Top of Dataset records

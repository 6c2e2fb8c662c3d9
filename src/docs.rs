use crate::api::attendance::{AttendanceMonth, AttendanceOverview, OverviewEntry, PolicyResponse};
use crate::api::intern::InternAttendance;
use crate::api::submission::{ReviewReq, SubmitWorkReq};
use crate::api::task::{CreateTaskReq, StatusChangeReq};
use crate::api::time_log::{ActiveSession, TimeLogSummary};
use crate::model::attendance::AttendanceRecord;
use crate::model::role::Role;
use crate::model::submission::{SubmissionFile, TaskSubmission};
use crate::model::task::{PersonRef, Priority, Task, TaskStats, TaskStatus};
use crate::model::time_log::TimeLog;
use crate::model::user::Profile;
use crate::models::{LoginReqDto, MessageResponse, RegisterReq, TokenPair};
use crate::rules::attendance_status::{AttendanceStatus, AttendanceSummary, ShiftPolicy};
use utoipa::Modify;
use utoipa::openapi::security::{HttpAuthScheme, HttpBuilder, SecurityScheme};
use utoipa::{OpenApi, openapi};

#[derive(OpenApi)]
#[openapi(
    info(
        title = "Intern Desk API",
        version = "1.0.0",
        description = r#"
## Intern task & attendance tracker

Leaders assign tasks to interns and review submitted work. Interns check in
and out every day, track time against their tasks and submit results.

### 🔹 Key Features
- **Attendance**
  - Daily check-in / check-out, status derived from the shift policy
  - Monthly calendars and a per-day overview for leaders
- **Tasks**
  - Create, edit, assign and move tasks through their workflow
- **Submissions & Review**
  - Notes, links and file metadata; leader review notes
- **Time Tracking**
  - One open session per task, hours summed over closed sessions

### 🔐 Security
Everything under `/api` requires a **JWT Bearer** access token.
Roles are **leader** and **intern**.

---
Built with **Rust**, **Actix Web**, **SQLx**, and **Utoipa**.
"#,
    ),
    paths(
        crate::auth::handlers::register,
        crate::auth::handlers::login,
        crate::auth::handlers::refresh_token,
        crate::auth::handlers::logout,

        crate::api::intern::me,
        crate::api::intern::list_interns,

        crate::api::attendance::check_in,
        crate::api::attendance::check_out,
        crate::api::attendance::today,
        crate::api::attendance::my_month,
        crate::api::attendance::intern_month,
        crate::api::attendance::overview,
        crate::api::attendance::policy,

        crate::api::task::create_task,
        crate::api::task::list_tasks,
        crate::api::task::task_stats,
        crate::api::task::get_task,
        crate::api::task::update_task,
        crate::api::task::delete_task,
        crate::api::task::update_status,

        crate::api::submission::submit_work,
        crate::api::submission::get_submission,
        crate::api::submission::review_task,

        crate::api::time_log::start_tracking,
        crate::api::time_log::stop_tracking,
        crate::api::time_log::list_time_logs
    ),
    components(
        schemas(
            RegisterReq,
            LoginReqDto,
            TokenPair,
            MessageResponse,
            Role,
            Profile,
            InternAttendance,
            AttendanceStatus,
            AttendanceRecord,
            AttendanceSummary,
            AttendanceMonth,
            AttendanceOverview,
            OverviewEntry,
            ShiftPolicy,
            PolicyResponse,
            TaskStatus,
            Priority,
            PersonRef,
            Task,
            TaskStats,
            CreateTaskReq,
            StatusChangeReq,
            SubmissionFile,
            TaskSubmission,
            SubmitWorkReq,
            ReviewReq,
            TimeLog,
            ActiveSession,
            TimeLogSummary
        )
    ),
    modifiers(&SecurityAddon),
    tags(
        (name = "Auth", description = "Registration, login and token rotation"),
        (name = "Interns", description = "Profiles and the intern roster"),
        (name = "Attendance", description = "Check-in/out and attendance reports"),
        (name = "Tasks", description = "Task management APIs"),
        (name = "Submissions", description = "Work submission and review"),
        (name = "Time tracking", description = "Per-task time logs"),
    )
)]
pub struct ApiDoc;

struct SecurityAddon;

impl Modify for SecurityAddon {
    fn modify(&self, openapi: &mut openapi::OpenApi) {
        let components = openapi.components.get_or_insert_with(Default::default);
        components.add_security_scheme(
            "bearer_auth",
            SecurityScheme::Http(
                HttpBuilder::new()
                    .scheme(HttpAuthScheme::Bearer)
                    .bearer_format("JWT")
                    .build(),
            ),
        );
    }
}

#[cfg(test)]
mod tests {
    use super::*;

    #[test]
    fn document_lists_every_route_and_the_bearer_scheme() {
        let doc = ApiDoc::openapi();
        let json = serde_json::to_value(&doc).unwrap();

        let paths = json["paths"].as_object().unwrap();
        for path in [
            "/auth/login",
            "/api/attendance/check-in",
            "/api/attendance/overview",
            "/api/tasks/{id}/status",
            "/api/tasks/{id}/time-logs/stop",
            "/api/interns",
        ] {
            assert!(paths.contains_key(path), "missing {path}");
        }

        assert!(json["components"]["securitySchemes"]["bearer_auth"].is_object());
    }
}
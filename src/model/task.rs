use std::collections::BTreeMap;

use chrono::{DateTime, NaiveDate, Utc};
use serde::{Deserialize, Serialize};
use strum::IntoEnumIterator;
use strum_macros::{AsRefStr, Display, EnumIter, EnumString};
use utoipa::ToSchema;

use super::role::Role;

/// Task lifecycle, in order.
#[derive(
    Debug,
    Copy,
    Clone,
    Eq,
    PartialEq,
    Ord,
    PartialOrd,
    Hash,
    Serialize,
    Deserialize,
    ToSchema,
    Display,
    EnumString,
    AsRefStr,
    EnumIter,
)]
#[serde(rename_all = "snake_case")]
#[strum(serialize_all = "snake_case")]
pub enum TaskStatus {
    Assigned,
    InProgress,
    Submitted,
    UnderReview,
    Completed,
}

impl TaskStatus {
    /// Whether `role` may move a task from `self` to `next`.
    pub fn can_transition(self, next: TaskStatus, role: Role) -> bool {
        use TaskStatus::*;
        match role {
            Role::Intern => matches!((self, next), (Assigned, InProgress) | (InProgress, Submitted)),
            Role::Leader => matches!(
                (self, next),
                (Submitted, UnderReview) | (Submitted, Completed) | (UnderReview, Completed)
            ),
        }
    }

    /// Work can be (re)submitted until a leader picks it up for review.
    pub fn accepts_submission(self) -> bool {
        matches!(
            self,
            TaskStatus::Assigned | TaskStatus::InProgress | TaskStatus::Submitted
        )
    }

    pub fn accepts_time_tracking(self) -> bool {
        self == TaskStatus::InProgress
    }
}

#[derive(
    Debug,
    Copy,
    Clone,
    Default,
    Eq,
    PartialEq,
    Serialize,
    Deserialize,
    ToSchema,
    Display,
    EnumString,
    AsRefStr,
)]
#[serde(rename_all = "lowercase")]
#[strum(serialize_all = "lowercase")]
pub enum Priority {
    Low,
    #[default]
    Medium,
    High,
}

/// Raw `tasks` row joined with the assignee and creator names.
#[derive(Debug, Clone, sqlx::FromRow)]
pub struct TaskRow {
    pub id: u64,
    pub title: String,
    pub description: Option<String>,
    pub assigned_to: u64,
    pub created_by: u64,
    pub start_date: NaiveDate,
    pub due_date: NaiveDate,
    pub priority: String,
    pub status: String,
    pub work_link: Option<String>,
    pub leader_comments: Option<String>,
    pub review_notes: Option<String>,
    pub created_at: Option<DateTime<Utc>>,
    pub updated_at: Option<DateTime<Utc>>,
    pub assignee_name: Option<String>,
    pub assignee_email: Option<String>,
    pub creator_name: Option<String>,
}

#[derive(Debug, Clone, Serialize, ToSchema)]
pub struct PersonRef {
    #[schema(example = 3)]
    pub id: u64,
    #[schema(example = "Nadia Rahman")]
    pub full_name: Option<String>,
    #[schema(example = "nadia@company.com")]
    pub email: Option<String>,
}

#[derive(Debug, Clone, Serialize, ToSchema)]
pub struct Task {
    #[schema(example = 7)]
    pub id: u64,
    #[schema(example = "Build login page")]
    pub title: String,
    pub description: Option<String>,
    pub assigned_to: PersonRef,
    pub created_by: PersonRef,
    #[schema(example = "2025-03-10")]
    pub start_date: NaiveDate,
    #[schema(example = "2025-03-14")]
    pub due_date: NaiveDate,
    pub priority: Priority,
    pub status: TaskStatus,
    pub work_link: Option<String>,
    pub leader_comments: Option<String>,
    pub review_notes: Option<String>,
    pub created_at: Option<DateTime<Utc>>,
    pub updated_at: Option<DateTime<Utc>>,
}

impl TaskRow {
    pub fn status(&self) -> Option<TaskStatus> {
        self.status.parse().ok()
    }

    pub fn is_visible_to(&self, user_id: u64) -> bool {
        self.created_by == user_id || self.assigned_to == user_id
    }

    /// Unknown labels in the database fall back to the lifecycle start and
    /// the default priority rather than failing the whole listing.
    pub fn into_task(self) -> Task {
        let status = self.status().unwrap_or(TaskStatus::Assigned);
        let priority = self.priority.parse().unwrap_or_default();
        Task {
            id: self.id,
            title: self.title,
            description: self.description,
            assigned_to: PersonRef {
                id: self.assigned_to,
                full_name: self.assignee_name,
                email: self.assignee_email,
            },
            created_by: PersonRef {
                id: self.created_by,
                full_name: self.creator_name,
                email: None,
            },
            start_date: self.start_date,
            due_date: self.due_date,
            priority,
            status,
            work_link: self.work_link,
            leader_comments: self.leader_comments,
            review_notes: self.review_notes,
            created_at: self.created_at,
            updated_at: self.updated_at,
        }
    }
}

/// Count of tasks per status; every status is present.
#[derive(Debug, Clone, PartialEq, Eq, Serialize, ToSchema)]
pub struct TaskStats {
    #[schema(value_type = Object, example = json!({
        "assigned": 2, "in_progress": 1, "submitted": 0, "under_review": 1, "completed": 4
    }))]
    pub counts: BTreeMap<TaskStatus, i64>,
    pub total: i64,
}

impl TaskStats {
    pub fn from_counts<I>(rows: I) -> Self
    where
        I: IntoIterator<Item = (String, i64)>,
    {
        let mut counts: BTreeMap<TaskStatus, i64> = TaskStatus::iter().map(|s| (s, 0)).collect();
        let mut total = 0;

        for (label, count) in rows {
            if let Ok(status) = label.parse::<TaskStatus>() {
                *counts.entry(status).or_insert(0) += count;
                total += count;
            }
        }

        Self { counts, total }
    }
}
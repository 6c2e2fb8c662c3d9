//! In-memory index of registered account emails.
//!
//! A cuckoo filter answers "definitely free" without touching the database,
//! and a moka cache remembers recently seen taken emails. Anything the two
//! cannot settle falls through to the `users` table.

use anyhow::{Result, anyhow};
use autoscale_cuckoo_filter::CuckooFilter;
use futures_util::StreamExt;
use moka::future::Cache;
use once_cell::sync::Lazy;
use sqlx::MySqlPool;
use std::sync::RwLock;
use std::time::Duration;

const FILTER_CAPACITY: usize = 100_000;
const FALSE_POSITIVE_RATE: f64 = 0.001;

static EMAIL_FILTER: Lazy<RwLock<CuckooFilter<String>>> =
    Lazy::new(|| RwLock::new(CuckooFilter::new(FILTER_CAPACITY, FALSE_POSITIVE_RATE)));

/// Present => email is TAKEN
static TAKEN_CACHE: Lazy<Cache<String, ()>> = Lazy::new(|| {
    Cache::builder()
        .max_capacity(200_000)
        .time_to_live(Duration::from_secs(86_400))
        .build()
});

#[inline]
pub fn normalize(email: &str) -> String {
    email.trim().to_lowercase()
}

fn filter_contains(email: &str) -> bool {
    let email = email.to_owned();
    match EMAIL_FILTER.read() {
        Ok(filter) => filter.contains(&email),
        // a poisoned filter can't prove absence
        Err(_) => true,
    }
}

fn filter_add_all<'a>(emails: impl IntoIterator<Item = &'a String>) {
    if let Ok(mut filter) = EMAIL_FILTER.write() {
        for email in emails {
            filter.add(email);
        }
    }
}

/// Record a freshly registered email in both layers.
pub async fn mark_taken(email: &str) {
    let email = normalize(email);
    filter_add_all([&email]);
    TAKEN_CACHE.insert(email, ()).await;
}

/// true => AVAILABLE, false => TAKEN
pub async fn is_available(email: &str, pool: &MySqlPool) -> bool {
    let email = normalize(email);

    // fast negative
    if !filter_contains(&email) {
        return true;
    }

    // fast positive
    if TAKEN_CACHE.contains_key(&email) {
        return false;
    }

    let exists = sqlx::query_scalar::<_, i64>(
        "SELECT CAST(EXISTS(SELECT 1 FROM users WHERE email = ? LIMIT 1) AS SIGNED)",
    )
    .bind(&email)
    .fetch_one(pool)
    .await
    .unwrap_or(1); // fail closed

    if exists != 0 {
        TAKEN_CACHE.insert(email, ()).await;
        return false;
    }

    true
}

/// Streams every account email into the filter and the most recently active
/// ones into the cache.
pub async fn warmup(pool: &MySqlPool, batch_size: usize, recent_days: u32) -> Result<()> {
    let mut stream = sqlx::query_as::<_, (String, i64)>(
        r#"
        SELECT email,
               CAST(COALESCE(last_login_at >= NOW() - INTERVAL ? DAY, 0) AS SIGNED) AS recent
        FROM users
        "#,
    )
    .bind(recent_days)
    .fetch(pool);

    let mut batch = Vec::with_capacity(batch_size);
    let mut recent = Vec::new();
    let mut total = 0usize;

    while let Some(row) = stream.next().await {
        let (email, is_recent) = row.map_err(|e| anyhow!("DB row fetch failed: {}", e))?;
        let email = normalize(&email);
        if is_recent != 0 {
            recent.push(email.clone());
        }
        batch.push(email);
        total += 1;

        if batch.len() == batch_size {
            filter_add_all(&batch);
            batch.clear();
        }
    }

    if !batch.is_empty() {
        filter_add_all(&batch);
    }

    let recent_count = recent.len();
    futures::future::join_all(recent.into_iter().map(|email| TAKEN_CACHE.insert(email, ()))).await;

    log::info!(
        "Email registry warmup complete: {} accounts, {} recently active",
        total,
        recent_count
    );
    Ok(())
}
use chrono::{Datelike, NaiveDate};

use crate::error::AppError;

/// Inclusive calendar range.
#[derive(Debug, Clone, Copy, PartialEq, Eq)]
pub struct DateRange {
    pub first: NaiveDate,
    pub last: NaiveDate,
}

impl DateRange {
    pub fn new(first: NaiveDate, last: NaiveDate) -> Result<Self, AppError> {
        if first > last {
            return Err(AppError::validation("'from' cannot be after 'to'"));
        }
        Ok(Self { first, last })
    }

    /// The whole month containing `day`.
    pub fn month_of(day: NaiveDate) -> Self {
        let first = day.with_day(1).unwrap_or(day);
        let next_month = if first.month() == 12 {
            NaiveDate::from_ymd_opt(first.year() + 1, 1, 1)
        } else {
            NaiveDate::from_ymd_opt(first.year(), first.month() + 1, 1)
        };
        let last = next_month.and_then(|d| d.pred_opt()).unwrap_or(first);
        Self { first, last }
    }

    /// Parses `YYYY-MM`; `None` means the month containing `today`.
    pub fn parse_month(month: Option<&str>, today: NaiveDate) -> Result<Self, AppError> {
        match month {
            None => Ok(Self::month_of(today)),
            Some(raw) => NaiveDate::parse_from_str(&format!("{}-01", raw.trim()), "%Y-%m-%d")
                .map(Self::month_of)
                .map_err(|_| AppError::validation("month must be formatted as YYYY-MM")),
        }
    }
}

#[cfg(test)]
mod tests {
    use super::*;

    fn d(y: i32, m: u32, day: u32) -> NaiveDate {
        NaiveDate::from_ymd_opt(y, m, day).unwrap()
    }

    #[test]
    fn month_bounds() {
        assert_eq!(
            DateRange::month_of(d(2024, 2, 17)),
            DateRange { first: d(2024, 2, 1), last: d(2024, 2, 29) }
        );
        assert_eq!(DateRange::month_of(d(2025, 12, 31)).last, d(2025, 12, 31));
        assert_eq!(DateRange::month_of(d(2025, 4, 1)).last, d(2025, 4, 30));
    }

    #[test]
    fn parse_month_defaults_to_today() {
        let range = DateRange::parse_month(None, d(2025, 3, 12)).unwrap();
        assert_eq!(range.first, d(2025, 3, 1));
        assert_eq!(range.last, d(2025, 3, 31));
    }

    #[test]
    fn parse_month_rejects_garbage() {
        assert!(DateRange::parse_month(Some("2025-13"), d(2025, 3, 12)).is_err());
        assert!(DateRange::parse_month(Some("March"), d(2025, 3, 12)).is_err());
        assert_eq!(
            DateRange::parse_month(Some("2023-11"), d(2025, 3, 12)).unwrap().last,
            d(2023, 11, 30)
        );
    }

    #[test]
    fn explicit_range_must_be_ordered() {
        assert!(DateRange::new(d(2025, 3, 2), d(2025, 3, 1)).is_err());
        let range = DateRange::new(d(2025, 3, 1), d(2025, 3, 1)).unwrap();
        assert_eq!(range.first, range.last);
    }
}
use std::time::{SystemTime, UNIX_EPOCH};

use crate::models::{Claims, TokenType};
use jsonwebtoken::{DecodingKey, EncodingKey, Header, Validation, decode, encode, errors::Error};
use uuid::Uuid;

fn now() -> usize {
    SystemTime::now()
        .duration_since(UNIX_EPOCH)
        .map(|d| d.as_secs() as usize)
        .unwrap_or(0)
}

fn issue(
    user_id: u64,
    email: String,
    role: u8,
    token_type: TokenType,
    secret: &str,
    ttl: usize,
) -> Result<(String, Claims), Error> {
    let claims = Claims {
        user_id,
        sub: email,
        role,
        exp: now() + ttl,
        jti: Uuid::new_v4().to_string(),
        token_type,
    };

    let token = encode(
        &Header::default(),
        &claims,
        &EncodingKey::from_secret(secret.as_bytes()),
    )?;

    Ok((token, claims))
}

pub fn generate_access_token(
    user_id: u64,
    email: String,
    role: u8,
    secret: &str,
    ttl: usize,
) -> Result<String, Error> {
    issue(user_id, email, role, TokenType::Access, secret, ttl).map(|(token, _)| token)
}

pub fn generate_refresh_token(
    user_id: u64,
    email: String,
    role: u8,
    secret: &str,
    ttl: usize,
) -> Result<(String, Claims), Error> {
    issue(user_id, email, role, TokenType::Refresh, secret, ttl)
}

pub fn verify_token(token: &str, secret: &str) -> Result<Claims, String> {
    decode::<Claims>(
        token,
        &DecodingKey::from_secret(secret.as_bytes()),
        &Validation::default(),
    )
    .map(|data| data.claims)
    .map_err(|e| e.to_string())
}

#[cfg(test)]
mod tests {
    use super::*;

    const SECRET: &str = "test-secret";

    #[test]
    fn access_token_round_trips() {
        let token = generate_access_token(3, "nadia@company.com".into(), 2, SECRET, 60).unwrap();
        let claims = verify_token(&token, SECRET).unwrap();
        assert_eq!(claims.user_id, 3);
        assert_eq!(claims.sub, "nadia@company.com");
        assert_eq!(claims.role, 2);
        assert_eq!(claims.token_type, TokenType::Access);
    }

    #[test]
    fn refresh_tokens_get_unique_ids() {
        let (_, a) = generate_refresh_token(1, "lead@company.com".into(), 1, SECRET, 60).unwrap();
        let (_, b) = generate_refresh_token(1, "lead@company.com".into(), 1, SECRET, 60).unwrap();
        assert_eq!(a.token_type, TokenType::Refresh);
        assert_ne!(a.jti, b.jti);
    }

    #[test]
    fn wrong_secret_is_rejected() {
        let token = generate_access_token(3, "nadia@company.com".into(), 2, SECRET, 60).unwrap();
        assert!(verify_token(&token, "other-secret").is_err());
    }
}
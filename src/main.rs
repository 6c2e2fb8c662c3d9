use actix_web::middleware::NormalizePath;
use actix_web::web::Data;
use actix_web::{App, HttpServer, Responder, get};

mod api;
mod auth;
mod config;
mod db;
mod docs;
mod error;
mod model;
mod models;
mod routes;
mod rules;
mod utils;

#[cfg(test)]
mod test_support;

use config::Config;
use db::init_db;

use crate::docs::ApiDoc;
use crate::utils::email_registry;
use tracing::{error, info};
use tracing_appender::rolling;
use utoipa::OpenApi;
use utoipa_swagger_ui::SwaggerUi;

#[get("/")]
async fn index() -> impl Responder {
    "Intern Desk is running"
}

#[actix_web::main]
async fn main() -> anyhow::Result<()> {
    let config = Config::from_env()?;

    // Rolling daily log
    let file_appender = rolling::daily(&config.log_dir, "app.log");
    let (non_blocking, _guard) = tracing_appender::non_blocking(file_appender);

    tracing_subscriber::fmt()
        .with_writer(non_blocking)
        .with_max_level(tracing::Level::DEBUG)
        .with_ansi(false)
        .with_target(false) // removes module path
        .with_level(true)
        .with_thread_ids(false)
        .with_thread_names(false)
        .pretty()
        .init();

    info!(
        timezone = %config.office_timezone,
        late_cutoff = %config.shift.late_cutoff,
        absent_cutoff = %config.shift.absent_cutoff,
        "Server starting..."
    );

    let pool = init_db(&config.database_url, config.run_migrations).await?;

    let pool_for_warmup = pool.clone();
    let server_addr = config.server_addr.clone();
    let config_data = config.clone();

    actix_web::rt::spawn(async move {
        // every email into the filter, last 30 days of logins into the cache
        if let Err(e) = email_registry::warmup(&pool_for_warmup, 500, 30).await {
            error!(error = ?e, "Failed to warm up email registry");
        }
    });

    HttpServer::new(move || {
        App::new()
            .wrap(actix_web::middleware::Logger::default())
            .wrap(NormalizePath::trim())
            .service(
                SwaggerUi::new("/swagger-ui/{_:.*}") // wildcard so JS/CSS assets match
                    .url("/api-doc/openapi.json", ApiDoc::openapi()),
            )
            .app_data(Data::new(pool.clone()))
            .app_data(Data::new(config.clone()))
            .service(index)
            // auth + protected routes with rate limiting
            .configure(|cfg| routes::configure(cfg, config_data.clone()))
    })
    .bind(server_addr)?
    .run()
    .await?;

    Ok(())
}
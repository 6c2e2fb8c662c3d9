use crate::auth::auth::AuthUser;
use crate::auth::jwt::verify_token;
use crate::config::Config;
use crate::model::role::Role;
use crate::models::TokenType;
use actix_web::middleware::Next;
use actix_web::{
    Error, HttpMessage, HttpResponse,
    body::BoxBody,
    dev::{ServiceRequest, ServiceResponse},
    web::Data,
};
use serde_json::json;

fn reject(req: ServiceRequest, body: serde_json::Value) -> ServiceResponse<BoxBody> {
    let resp = HttpResponse::Unauthorized().json(body);
    req.into_response(resp.map_into_boxed_body())
}

pub async fn auth_middleware(
    req: ServiceRequest,
    next: Next<BoxBody>,
) -> Result<ServiceResponse<BoxBody>, Error> {
    let config = req
        .app_data::<Data<Config>>()
        .cloned()
        .ok_or_else(|| actix_web::error::ErrorInternalServerError("App config missing"))?;

    let header = req
        .headers()
        .get("Authorization")
        .map(|h| h.to_str().map(str::to_owned));

    let header_value = match header {
        Some(Ok(v)) => v,
        Some(Err(_)) => {
            return Ok(reject(
                req,
                json!({"message": "Invalid Authorization header encoding"}),
            ));
        }
        None => return Ok(reject(req, json!({"message": "Missing Authorization header"}))),
    };

    let token = match header_value.strip_prefix("Bearer ") {
        Some(t) => t,
        None => {
            return Ok(reject(
                req,
                json!({"message": "Authorization header must start with Bearer"}),
            ));
        }
    };

    let claims = match verify_token(token, &config.jwt_secret) {
        Ok(c) => c,
        Err(e) => {
            return Ok(reject(
                req,
                json!({"message": "Invalid or expired token", "details": e}),
            ));
        }
    };

    if claims.token_type != TokenType::Access {
        return Ok(reject(req, json!({"message": "Access token required"})));
    }

    let role = match Role::from_id(claims.role) {
        Some(role) => role,
        None => return Ok(reject(req, json!({"message": "Invalid role"}))),
    };

    req.extensions_mut().insert(AuthUser {
        user_id: claims.user_id,
        email: claims.sub,
        role,
    });

    next.call(req).await
}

Bottom of Dataset records

> _Exercise objective_
Read through the data above. Report each line that has the word "Invalid".

> _Answer box_
                json!({"message": "Invalid Authorization header encoding"}),
                json!({"message": "Invalid or expired token", "details": e}),
        None => return Ok(reject(req, json!({"message": "Invalid role"}))),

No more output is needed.